All of lore.kernel.org
 help / color / mirror / Atom feed
* [PATCHv2 net-next 0/3] Add UDP tunnel support for ICMP errors in IPVS
@ 2019-05-05 12:14 Julian Anastasov
  2019-05-05 12:14 ` [PATCHv2 net-next 1/3] ipvs: allow rs_table to contain different real server types Julian Anastasov
                   ` (3 more replies)
  0 siblings, 4 replies; 6+ messages in thread
From: Julian Anastasov @ 2019-05-05 12:14 UTC (permalink / raw)
  To: Simon Horman
  Cc: lvs-devel, Pablo Neira Ayuso, netfilter-devel, Jacky Hu,
	jacky.hu, jason.niesz

This patchset is a followup to the commit that adds UDP/GUE tunnel:
"ipvs: allow tunneling with gue encapsulation".
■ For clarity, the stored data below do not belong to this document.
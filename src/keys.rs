//! Session key generation and hashing.
//!
//! Session keys are the symmetric secrets handed out during the handshake.
//! Each key is identified by its Keccak-256 hash: the transport reports the
//! same hash for every message it decrypts with that key, so the hash routes
//! an incoming message back to its session and also names the session file
//! on disk.
//!
//! Requester identities are reduced to a [`Hash`] of their public key
//! (a fingerprint) before they are stored anywhere.

// Rust guideline compliant 2026-02

use std::fmt;
use std::str::FromStr;

use p256::elliptic_curve::sec1::ToEncodedPoint;
use p256::PublicKey;
use pbkdf2::pbkdf2_hmac;
use rand::RngCore;
use serde::{Deserialize, Deserializer, Serialize, Serializer};
use sha2::Sha256;
use sha3::{Digest, Keccak256};
use thiserror::Error;
use zeroize::{Zeroize, ZeroizeOnDrop};

use crate::constants::{ENVELOPE_VERSION, HASH_LENGTH, KEY_LENGTH, ONE_TIME_KEY_ITERATIONS};

/// Errors produced while generating or parsing key material.
#[derive(Debug, Error, PartialEq, Eq)]
pub enum KeyError {
    /// Random draw or derived key was all zeros.
    #[error("generated key material is all zeros")]
    WeakKey,
    /// One-time key derivation requested for an unknown envelope version.
    #[error("unsupported envelope version: {0}")]
    UnsupportedVersion(u64),
    /// Key bytes had the wrong length.
    #[error("invalid key length: expected {expected} bytes, got {actual}")]
    InvalidLength {
        /// Required length in bytes.
        expected: usize,
        /// Length that was supplied.
        actual: usize,
    },
    /// Key or hash was not valid hex.
    #[error("invalid hex encoding")]
    InvalidHex,
}

// ============================================================================
// Hash
// ============================================================================

/// Keccak-256 digest, used both as a session key hash and as a public key
/// fingerprint.
#[derive(Clone, Copy, Default, PartialEq, Eq, Hash, PartialOrd, Ord)]
pub struct Hash(pub [u8; HASH_LENGTH]);

impl Hash {
    /// Raw digest bytes.
    pub fn as_bytes(&self) -> &[u8; HASH_LENGTH] {
        &self.0
    }

    /// Unprefixed hex form, used as the on-disk session identifier.
    pub fn to_hex(&self) -> String {
        hex::encode(self.0)
    }

    /// First eight hex characters, for log lines.
    pub fn short(&self) -> String {
        hex::encode(&self.0[..4])
    }
}

impl fmt::Display for Hash {
    fn fmt(&self, f: &mut fmt::Formatter<'_>) -> fmt::Result {
        write!(f, "0x{}", self.to_hex())
    }
}

impl fmt::Debug for Hash {
    fn fmt(&self, f: &mut fmt::Formatter<'_>) -> fmt::Result {
        write!(f, "Hash({})", self.short())
    }
}

impl FromStr for Hash {
    type Err = KeyError;

    fn from_str(s: &str) -> Result<Self, Self::Err> {
        let bytes = decode_hex(s)?;
        let actual = bytes.len();
        let digest: [u8; HASH_LENGTH] = bytes.try_into().map_err(|_bytes: Vec<u8>| {
            KeyError::InvalidLength {
                expected: HASH_LENGTH,
                actual,
            }
        })?;
        Ok(Self(digest))
    }
}

impl Serialize for Hash {
    fn serialize<S: Serializer>(&self, serializer: S) -> Result<S::Ok, S::Error> {
        serializer.serialize_str(&self.to_string())
    }
}

impl<'de> Deserialize<'de> for Hash {
    fn deserialize<D: Deserializer<'de>>(deserializer: D) -> Result<Self, D::Error> {
        let s = String::deserialize(deserializer)?;
        s.parse().map_err(serde::de::Error::custom)
    }
}

/// Keccak-256 of arbitrary bytes.
pub fn keccak256(data: &[u8]) -> Hash {
    Hash(Keccak256::digest(data).into())
}

/// Lookup hash of a session key.
///
/// Must match the hash the transport attaches to symmetric-key-decrypted
/// messages, otherwise incoming requests can't be routed to their session.
pub fn key_hash(key: &[u8]) -> Hash {
    keccak256(key)
}

/// Fingerprint of a requester public key (hash of the uncompressed SEC1 point).
pub fn fingerprint(public_key: &PublicKey) -> Hash {
    keccak256(public_key.to_encoded_point(false).as_bytes())
}

// ============================================================================
// Session keys
// ============================================================================

/// Symmetric session secret. Zeroed on drop and never printed.
#[derive(Clone, PartialEq, Eq, Zeroize, ZeroizeOnDrop)]
pub struct SessionKey([u8; KEY_LENGTH]);

impl SessionKey {
    /// Wrap raw key bytes, checking the length.
    pub fn from_slice(bytes: &[u8]) -> Result<Self, KeyError> {
        let key: [u8; KEY_LENGTH] = bytes.try_into().map_err(|_err| KeyError::InvalidLength {
            expected: KEY_LENGTH,
            actual: bytes.len(),
        })?;
        Ok(Self(key))
    }

    /// Parse a hex key as sent on the wire (with or without `0x`).
    pub fn from_hex(s: &str) -> Result<Self, KeyError> {
        let mut bytes = decode_hex(s)?;
        let key = Self::from_slice(&bytes);
        bytes.zeroize();
        key
    }

    /// Raw key bytes.
    pub fn as_bytes(&self) -> &[u8] {
        &self.0
    }

    /// `0x`-prefixed hex form used in handshake responses.
    pub fn to_hex(&self) -> String {
        format!("0x{}", hex::encode(self.0))
    }

    /// Lookup hash of this key.
    pub fn hash(&self) -> Hash {
        key_hash(&self.0)
    }
}

impl fmt::Debug for SessionKey {
    fn fmt(&self, f: &mut fmt::Formatter<'_>) -> fmt::Result {
        f.debug_tuple("SessionKey").field(&self.hash()).finish()
    }
}

/// Generate a fresh session key.
///
/// Draws 64 random bytes, splits them into key and salt, and runs the
/// transport's one-time key derivation over them. Both the raw draw and the
/// derived key are rejected if they are all zeros.
pub fn new_session_key() -> Result<SessionKey, KeyError> {
    let mut raw = [0u8; KEY_LENGTH * 2];
    rand::rng().fill_bytes(&mut raw);
    let key = session_key_from_draw(&raw);
    raw.zeroize();
    key
}

/// Session key from a 64-byte random draw (key half, then salt half).
fn session_key_from_draw(raw: &[u8; KEY_LENGTH * 2]) -> Result<SessionKey, KeyError> {
    if contains_only_zeros(raw) {
        return Err(KeyError::WeakKey);
    }
    let (key, salt) = raw.split_at(KEY_LENGTH);
    let derived = derive_one_time_key(key, salt, ENVELOPE_VERSION)?;
    if contains_only_zeros(derived.as_bytes()) {
        return Err(KeyError::WeakKey);
    }
    Ok(derived)
}

/// One-time key derivation for a given envelope version.
///
/// Version 0 is PBKDF2-HMAC-SHA256 with 8 iterations and a 32-byte output.
pub fn derive_one_time_key(key: &[u8], salt: &[u8], version: u64) -> Result<SessionKey, KeyError> {
    if version != 0 {
        return Err(KeyError::UnsupportedVersion(version));
    }
    let mut derived = [0u8; KEY_LENGTH];
    pbkdf2_hmac::<Sha256>(key, salt, ONE_TIME_KEY_ITERATIONS, &mut derived);
    Ok(SessionKey(derived))
}

pub(crate) fn contains_only_zeros(data: &[u8]) -> bool {
    data.iter().all(|b| *b == 0)
}

fn decode_hex(s: &str) -> Result<Vec<u8>, KeyError> {
    let s = s.strip_prefix("0x").unwrap_or(s);
    hex::decode(s).map_err(|_err| KeyError::InvalidHex)
}

#[cfg(test)]
mod tests {
    use super::*;
    use p256::elliptic_curve::rand_core::OsRng;
    use p256::SecretKey;
    use std::collections::HashSet;

    #[test]
    fn test_new_session_keys_are_unique() {
        let mut keys = HashSet::new();
        let mut hashes = HashSet::new();
        for _ in 0..64 {
            let key = new_session_key().unwrap();
            assert!(!contains_only_zeros(key.as_bytes()));
            keys.insert(key.as_bytes().to_vec());
            hashes.insert(key.hash());
        }
        assert_eq!(keys.len(), 64);
        assert_eq!(hashes.len(), 64);
    }

    #[test]
    fn test_all_zero_draw_is_weak() {
        assert_eq!(
            session_key_from_draw(&[0u8; KEY_LENGTH * 2]).unwrap_err(),
            KeyError::WeakKey
        );

        let mut draw = [0u8; KEY_LENGTH * 2];
        draw[KEY_LENGTH * 2 - 1] = 1;
        let key = session_key_from_draw(&draw).unwrap();
        assert_eq!(key, session_key_from_draw(&draw).unwrap());
        assert!(!contains_only_zeros(key.as_bytes()));
    }

    #[test]
    fn test_one_time_key_is_deterministic() {
        let a = derive_one_time_key(b"key", b"salt", 0).unwrap();
        let b = derive_one_time_key(b"key", b"salt", 0).unwrap();
        let c = derive_one_time_key(b"key", b"pepper", 0).unwrap();
        assert_eq!(a, b);
        assert_ne!(a, c);
    }

    #[test]
    fn test_one_time_key_rejects_unknown_version() {
        assert_eq!(
            derive_one_time_key(b"key", b"salt", 1).unwrap_err(),
            KeyError::UnsupportedVersion(1)
        );
    }

    #[test]
    fn test_key_hex_roundtrip_accepts_prefix() {
        let key = new_session_key().unwrap();
        let hex = key.to_hex();
        assert!(hex.starts_with("0x"));
        assert_eq!(hex.len(), 2 + KEY_LENGTH * 2);
        assert_eq!(SessionKey::from_hex(&hex).unwrap(), key);
        assert_eq!(SessionKey::from_hex(&hex[2..]).unwrap(), key);
    }

    #[test]
    fn test_key_from_slice_checks_length() {
        assert_eq!(
            SessionKey::from_slice(&[1u8; 16]).unwrap_err(),
            KeyError::InvalidLength {
                expected: KEY_LENGTH,
                actual: 16
            }
        );
    }

    #[test]
    fn test_hash_parse_and_serde() {
        let hash = key_hash(b"some key");
        let parsed: Hash = hash.to_string().parse().unwrap();
        assert_eq!(parsed, hash);
        let parsed: Hash = hash.to_hex().parse().unwrap();
        assert_eq!(parsed, hash);

        let json = serde_json::to_string(&hash).unwrap();
        assert_eq!(json, format!("\"{hash}\""));
        let back: Hash = serde_json::from_str(&json).unwrap();
        assert_eq!(back, hash);

        assert_eq!("0xzz".parse::<Hash>().unwrap_err(), KeyError::InvalidHex);
    }

    #[test]
    fn test_fingerprint_distinguishes_keys() {
        let a = SecretKey::random(&mut OsRng).public_key();
        let b = SecretKey::random(&mut OsRng).public_key();
        assert_eq!(fingerprint(&a), fingerprint(&a));
        assert_ne!(fingerprint(&a), fingerprint(&b));
    }

    #[test]
    fn test_debug_does_not_leak_key() {
        let key = SessionKey::from_slice(&[0xab; KEY_LENGTH]).unwrap();
        assert!(!format!("{key:?}").contains(&hex::encode([0xab; KEY_LENGTH])));
    }
}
What we do is to put tunnel real servers in hash table (patch 1),
add function to lookup tunnels (patch 2) and use it to strip the
embedded tunnel headers from ICMP errors (patch 3).

v1->v2:
patch 1: remove extra parentheses
patch 2: remove extra parentheses
patch 3: parse UDP header into ipvs_udp_decap
patch 3: v1 ignores forwarded ICMP errors for UDP, do not do that
patch 3: add comment for fragment check

Julian Anastasov (3):
  ipvs: allow rs_table to contain different real server types
  ipvs: add function to find tunnels
  ipvs: strip udp tunnel headers from icmp errors

 include/net/ip_vs.h             |  6 +++
 net/netfilter/ipvs/ip_vs_core.c | 68 +++++++++++++++++++++++++++++++
 net/netfilter/ipvs/ip_vs_ctl.c  | 72 +++++++++++++++++++++++++++++----
 3 files changed, 138 insertions(+), 8 deletions(-)

-- 
2.17.1


^ permalink raw reply	[flat|nested] 6+ messages in thread

* [PATCHv2 net-next 1/3] ipvs: allow rs_table to contain different real server types
  2019-05-05 12:14 [PATCHv2 net-next 0/3] Add UDP tunnel support for ICMP errors in IPVS Julian Anastasov
@ 2019-05-05 12:14 ` Julian Anastasov
  2019-05-05 12:14 ` [PATCHv2 net-next 2/3] ipvs: add function to find tunnels Julian Anastasov
                   ` (2 subsequent siblings)
  3 siblings, 0 replies; 6+ messages in thread
From: Julian Anastasov @ 2019-05-05 12:14 UTC (permalink / raw)
  To: Simon Horman
  Cc: lvs-devel, Pablo Neira Ayuso, netfilter-devel, Jacky Hu,
	jacky.hu, jason.niesz

Before now rs_table was used only for NAT real servers.
Change it to allow TUN real severs from different types,
possibly hashed with different port key.

Signed-off-by: Julian Anastasov <ja@ssi.bg>
---
 include/net/ip_vs.h            |  3 +++
 net/netfilter/ipvs/ip_vs_ctl.c | 43 +++++++++++++++++++++++++++-------
 2 files changed, 38 insertions(+), 8 deletions(-)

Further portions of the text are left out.